▸ **Exercise materials**
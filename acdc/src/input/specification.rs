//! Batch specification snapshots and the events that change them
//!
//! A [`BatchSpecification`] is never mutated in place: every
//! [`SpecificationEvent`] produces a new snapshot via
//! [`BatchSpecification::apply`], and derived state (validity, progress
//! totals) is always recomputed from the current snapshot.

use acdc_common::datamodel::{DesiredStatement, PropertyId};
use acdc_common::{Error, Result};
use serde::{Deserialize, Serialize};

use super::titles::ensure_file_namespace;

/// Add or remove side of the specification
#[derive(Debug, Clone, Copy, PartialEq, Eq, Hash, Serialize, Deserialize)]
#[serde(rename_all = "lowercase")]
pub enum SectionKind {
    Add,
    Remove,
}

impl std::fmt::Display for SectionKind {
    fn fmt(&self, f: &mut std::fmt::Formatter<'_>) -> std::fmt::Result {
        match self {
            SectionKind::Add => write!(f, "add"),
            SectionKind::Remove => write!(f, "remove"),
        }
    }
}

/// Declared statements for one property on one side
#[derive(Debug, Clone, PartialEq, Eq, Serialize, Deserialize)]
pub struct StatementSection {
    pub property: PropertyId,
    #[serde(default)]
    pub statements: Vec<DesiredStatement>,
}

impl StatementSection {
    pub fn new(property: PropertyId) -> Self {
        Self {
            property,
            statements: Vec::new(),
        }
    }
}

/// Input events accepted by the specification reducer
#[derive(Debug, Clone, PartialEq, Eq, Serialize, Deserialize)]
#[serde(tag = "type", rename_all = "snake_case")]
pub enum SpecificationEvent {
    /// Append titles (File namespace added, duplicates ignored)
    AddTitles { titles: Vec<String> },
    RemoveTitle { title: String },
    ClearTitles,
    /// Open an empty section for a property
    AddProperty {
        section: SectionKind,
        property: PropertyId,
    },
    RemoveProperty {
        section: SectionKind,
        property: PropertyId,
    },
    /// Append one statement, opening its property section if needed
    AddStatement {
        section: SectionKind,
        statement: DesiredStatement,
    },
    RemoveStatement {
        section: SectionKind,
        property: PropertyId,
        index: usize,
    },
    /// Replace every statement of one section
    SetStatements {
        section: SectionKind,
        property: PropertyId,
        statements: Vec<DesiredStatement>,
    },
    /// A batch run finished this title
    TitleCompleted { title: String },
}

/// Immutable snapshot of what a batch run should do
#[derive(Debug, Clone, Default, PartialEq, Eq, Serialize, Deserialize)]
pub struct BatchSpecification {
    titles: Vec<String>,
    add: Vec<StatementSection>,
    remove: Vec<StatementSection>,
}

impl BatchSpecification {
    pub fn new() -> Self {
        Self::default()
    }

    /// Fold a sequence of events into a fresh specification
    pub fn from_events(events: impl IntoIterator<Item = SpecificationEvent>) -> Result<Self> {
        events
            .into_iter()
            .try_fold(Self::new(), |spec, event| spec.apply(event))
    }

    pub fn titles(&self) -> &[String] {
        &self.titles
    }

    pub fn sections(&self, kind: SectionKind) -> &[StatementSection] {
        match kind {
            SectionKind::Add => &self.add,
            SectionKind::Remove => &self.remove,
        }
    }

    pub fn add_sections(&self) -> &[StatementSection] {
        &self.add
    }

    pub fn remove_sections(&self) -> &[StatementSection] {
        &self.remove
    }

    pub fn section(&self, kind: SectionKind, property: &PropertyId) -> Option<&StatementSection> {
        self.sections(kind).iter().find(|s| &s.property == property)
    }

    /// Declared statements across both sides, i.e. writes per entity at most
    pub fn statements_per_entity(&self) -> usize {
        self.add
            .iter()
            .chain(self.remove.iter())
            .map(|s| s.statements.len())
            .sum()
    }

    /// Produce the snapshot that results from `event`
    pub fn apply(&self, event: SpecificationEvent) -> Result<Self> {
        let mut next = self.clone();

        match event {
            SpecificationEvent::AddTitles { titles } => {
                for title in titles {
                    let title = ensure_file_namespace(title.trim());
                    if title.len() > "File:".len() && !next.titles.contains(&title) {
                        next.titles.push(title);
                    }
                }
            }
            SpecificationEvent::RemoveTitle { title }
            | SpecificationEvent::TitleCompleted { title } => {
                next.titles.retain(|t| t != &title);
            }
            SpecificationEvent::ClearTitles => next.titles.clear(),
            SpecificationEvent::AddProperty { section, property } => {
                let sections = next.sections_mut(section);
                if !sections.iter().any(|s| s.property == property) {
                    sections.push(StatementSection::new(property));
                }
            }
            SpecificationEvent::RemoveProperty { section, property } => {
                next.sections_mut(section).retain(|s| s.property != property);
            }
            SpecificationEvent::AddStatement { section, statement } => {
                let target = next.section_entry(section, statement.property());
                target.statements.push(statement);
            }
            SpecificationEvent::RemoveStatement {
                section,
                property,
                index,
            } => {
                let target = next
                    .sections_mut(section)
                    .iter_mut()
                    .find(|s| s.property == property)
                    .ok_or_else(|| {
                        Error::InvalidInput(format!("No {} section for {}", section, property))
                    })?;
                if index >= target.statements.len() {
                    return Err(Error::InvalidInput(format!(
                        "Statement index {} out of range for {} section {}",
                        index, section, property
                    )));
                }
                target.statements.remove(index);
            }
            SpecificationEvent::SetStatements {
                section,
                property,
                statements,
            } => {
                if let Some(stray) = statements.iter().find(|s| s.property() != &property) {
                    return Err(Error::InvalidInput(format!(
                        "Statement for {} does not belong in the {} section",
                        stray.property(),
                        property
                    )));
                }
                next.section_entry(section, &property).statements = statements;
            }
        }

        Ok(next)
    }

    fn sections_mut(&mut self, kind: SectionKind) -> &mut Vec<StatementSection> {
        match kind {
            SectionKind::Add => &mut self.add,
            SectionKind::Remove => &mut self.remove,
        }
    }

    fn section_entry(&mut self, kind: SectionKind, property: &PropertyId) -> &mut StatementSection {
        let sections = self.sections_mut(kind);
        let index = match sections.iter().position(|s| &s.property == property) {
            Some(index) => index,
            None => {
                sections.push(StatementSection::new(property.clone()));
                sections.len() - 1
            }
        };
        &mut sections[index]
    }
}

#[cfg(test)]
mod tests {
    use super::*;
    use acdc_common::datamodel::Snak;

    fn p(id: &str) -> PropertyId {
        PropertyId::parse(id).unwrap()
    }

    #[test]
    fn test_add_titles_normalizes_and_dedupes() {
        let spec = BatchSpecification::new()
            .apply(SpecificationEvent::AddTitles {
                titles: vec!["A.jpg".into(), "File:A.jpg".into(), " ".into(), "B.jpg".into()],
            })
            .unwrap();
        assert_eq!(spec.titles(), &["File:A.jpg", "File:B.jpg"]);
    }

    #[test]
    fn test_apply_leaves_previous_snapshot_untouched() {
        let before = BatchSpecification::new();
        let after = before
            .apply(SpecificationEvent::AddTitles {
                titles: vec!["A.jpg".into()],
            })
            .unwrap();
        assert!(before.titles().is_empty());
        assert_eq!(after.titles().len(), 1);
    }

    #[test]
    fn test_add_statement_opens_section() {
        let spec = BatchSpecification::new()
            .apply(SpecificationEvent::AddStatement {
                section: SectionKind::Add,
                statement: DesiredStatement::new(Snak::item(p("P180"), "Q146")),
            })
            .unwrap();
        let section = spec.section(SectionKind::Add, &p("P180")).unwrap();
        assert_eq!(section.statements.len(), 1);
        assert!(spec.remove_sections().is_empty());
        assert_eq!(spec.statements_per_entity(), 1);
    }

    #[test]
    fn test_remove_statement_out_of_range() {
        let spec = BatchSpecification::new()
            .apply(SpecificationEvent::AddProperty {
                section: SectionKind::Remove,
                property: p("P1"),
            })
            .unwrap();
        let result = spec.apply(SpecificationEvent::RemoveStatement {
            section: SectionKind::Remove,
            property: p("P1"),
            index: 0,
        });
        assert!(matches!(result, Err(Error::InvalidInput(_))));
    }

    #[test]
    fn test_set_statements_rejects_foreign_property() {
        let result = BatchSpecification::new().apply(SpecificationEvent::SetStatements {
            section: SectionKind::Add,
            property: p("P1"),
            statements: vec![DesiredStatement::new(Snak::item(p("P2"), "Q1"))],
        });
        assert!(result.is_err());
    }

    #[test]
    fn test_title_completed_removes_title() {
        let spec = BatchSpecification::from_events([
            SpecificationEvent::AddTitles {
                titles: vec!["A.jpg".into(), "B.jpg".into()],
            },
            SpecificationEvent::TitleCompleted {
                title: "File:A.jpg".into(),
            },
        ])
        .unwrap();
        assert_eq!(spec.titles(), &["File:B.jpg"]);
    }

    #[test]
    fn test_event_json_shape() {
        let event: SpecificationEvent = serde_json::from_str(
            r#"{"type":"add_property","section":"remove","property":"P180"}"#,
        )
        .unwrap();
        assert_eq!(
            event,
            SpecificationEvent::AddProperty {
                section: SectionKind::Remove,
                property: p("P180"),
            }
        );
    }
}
==
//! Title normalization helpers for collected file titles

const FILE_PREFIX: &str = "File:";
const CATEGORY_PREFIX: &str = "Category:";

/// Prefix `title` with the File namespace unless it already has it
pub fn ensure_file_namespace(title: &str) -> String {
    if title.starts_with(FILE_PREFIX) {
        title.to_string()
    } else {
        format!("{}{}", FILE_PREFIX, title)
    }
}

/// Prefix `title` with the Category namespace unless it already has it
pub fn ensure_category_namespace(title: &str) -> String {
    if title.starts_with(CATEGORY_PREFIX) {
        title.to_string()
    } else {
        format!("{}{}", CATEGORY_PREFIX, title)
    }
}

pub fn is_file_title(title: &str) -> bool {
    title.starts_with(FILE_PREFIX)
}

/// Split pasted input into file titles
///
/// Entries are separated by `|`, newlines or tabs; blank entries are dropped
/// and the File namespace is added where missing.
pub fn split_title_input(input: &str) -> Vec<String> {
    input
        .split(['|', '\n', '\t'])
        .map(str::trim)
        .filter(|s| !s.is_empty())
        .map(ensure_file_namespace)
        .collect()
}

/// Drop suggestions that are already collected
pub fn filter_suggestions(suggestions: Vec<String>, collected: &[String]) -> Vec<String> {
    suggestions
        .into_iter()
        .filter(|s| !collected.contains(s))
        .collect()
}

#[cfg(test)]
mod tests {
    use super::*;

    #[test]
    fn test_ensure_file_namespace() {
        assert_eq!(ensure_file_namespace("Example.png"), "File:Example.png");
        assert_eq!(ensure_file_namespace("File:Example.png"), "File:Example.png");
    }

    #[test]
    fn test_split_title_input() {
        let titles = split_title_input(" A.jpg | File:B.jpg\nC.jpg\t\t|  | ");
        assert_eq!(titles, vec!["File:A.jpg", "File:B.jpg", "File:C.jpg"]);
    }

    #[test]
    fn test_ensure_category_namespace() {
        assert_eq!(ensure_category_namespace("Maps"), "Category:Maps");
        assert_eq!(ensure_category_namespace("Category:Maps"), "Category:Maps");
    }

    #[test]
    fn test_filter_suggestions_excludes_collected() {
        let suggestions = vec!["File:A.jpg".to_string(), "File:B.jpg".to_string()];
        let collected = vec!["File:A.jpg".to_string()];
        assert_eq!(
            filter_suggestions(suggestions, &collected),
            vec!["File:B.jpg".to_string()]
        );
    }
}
---
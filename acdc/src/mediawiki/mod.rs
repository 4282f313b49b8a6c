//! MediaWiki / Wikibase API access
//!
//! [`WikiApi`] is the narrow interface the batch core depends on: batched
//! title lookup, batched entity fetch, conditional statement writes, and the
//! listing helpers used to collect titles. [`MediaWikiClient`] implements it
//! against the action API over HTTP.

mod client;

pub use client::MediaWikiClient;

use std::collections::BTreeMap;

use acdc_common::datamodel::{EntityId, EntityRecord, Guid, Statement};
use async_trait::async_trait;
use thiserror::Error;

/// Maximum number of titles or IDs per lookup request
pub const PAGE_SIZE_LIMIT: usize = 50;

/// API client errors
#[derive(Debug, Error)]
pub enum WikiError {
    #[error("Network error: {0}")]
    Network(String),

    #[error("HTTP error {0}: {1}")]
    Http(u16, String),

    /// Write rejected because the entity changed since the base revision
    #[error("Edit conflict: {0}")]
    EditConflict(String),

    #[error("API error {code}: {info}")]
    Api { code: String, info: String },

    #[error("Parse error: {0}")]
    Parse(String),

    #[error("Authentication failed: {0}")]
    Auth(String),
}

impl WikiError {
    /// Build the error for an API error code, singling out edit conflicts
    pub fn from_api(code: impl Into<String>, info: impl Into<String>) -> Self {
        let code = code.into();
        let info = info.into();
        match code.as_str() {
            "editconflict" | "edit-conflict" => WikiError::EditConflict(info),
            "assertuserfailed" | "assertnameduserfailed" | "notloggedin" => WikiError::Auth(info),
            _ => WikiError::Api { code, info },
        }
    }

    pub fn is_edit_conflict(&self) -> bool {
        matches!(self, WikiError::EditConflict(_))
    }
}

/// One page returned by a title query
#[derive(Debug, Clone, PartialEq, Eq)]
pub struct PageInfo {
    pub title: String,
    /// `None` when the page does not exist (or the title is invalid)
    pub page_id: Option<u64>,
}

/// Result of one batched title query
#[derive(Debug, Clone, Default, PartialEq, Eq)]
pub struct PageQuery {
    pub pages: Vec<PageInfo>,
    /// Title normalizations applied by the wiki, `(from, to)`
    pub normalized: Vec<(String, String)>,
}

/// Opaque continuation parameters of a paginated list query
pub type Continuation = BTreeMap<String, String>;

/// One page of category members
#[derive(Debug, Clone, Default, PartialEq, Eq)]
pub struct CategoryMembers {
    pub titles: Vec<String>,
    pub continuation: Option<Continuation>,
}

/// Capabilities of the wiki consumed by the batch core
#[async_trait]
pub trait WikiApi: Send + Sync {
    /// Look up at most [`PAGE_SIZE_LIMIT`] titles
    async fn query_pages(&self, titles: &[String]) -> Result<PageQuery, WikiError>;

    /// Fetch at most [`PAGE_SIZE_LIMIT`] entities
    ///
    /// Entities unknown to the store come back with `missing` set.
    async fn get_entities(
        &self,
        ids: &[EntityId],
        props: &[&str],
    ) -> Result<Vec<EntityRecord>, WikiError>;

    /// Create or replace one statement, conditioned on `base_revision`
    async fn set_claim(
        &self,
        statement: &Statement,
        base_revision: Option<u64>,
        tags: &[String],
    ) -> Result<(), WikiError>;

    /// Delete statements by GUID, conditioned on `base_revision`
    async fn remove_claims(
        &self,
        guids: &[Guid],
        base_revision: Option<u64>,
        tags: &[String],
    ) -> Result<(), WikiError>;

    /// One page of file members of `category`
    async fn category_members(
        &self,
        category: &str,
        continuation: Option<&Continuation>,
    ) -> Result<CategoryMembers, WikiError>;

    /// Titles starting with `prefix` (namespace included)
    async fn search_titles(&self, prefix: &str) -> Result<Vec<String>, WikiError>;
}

▸ **Work instruction**
The word "Example" appears in how many lines of the data? Answer with only the number.

▸ **Response box**
2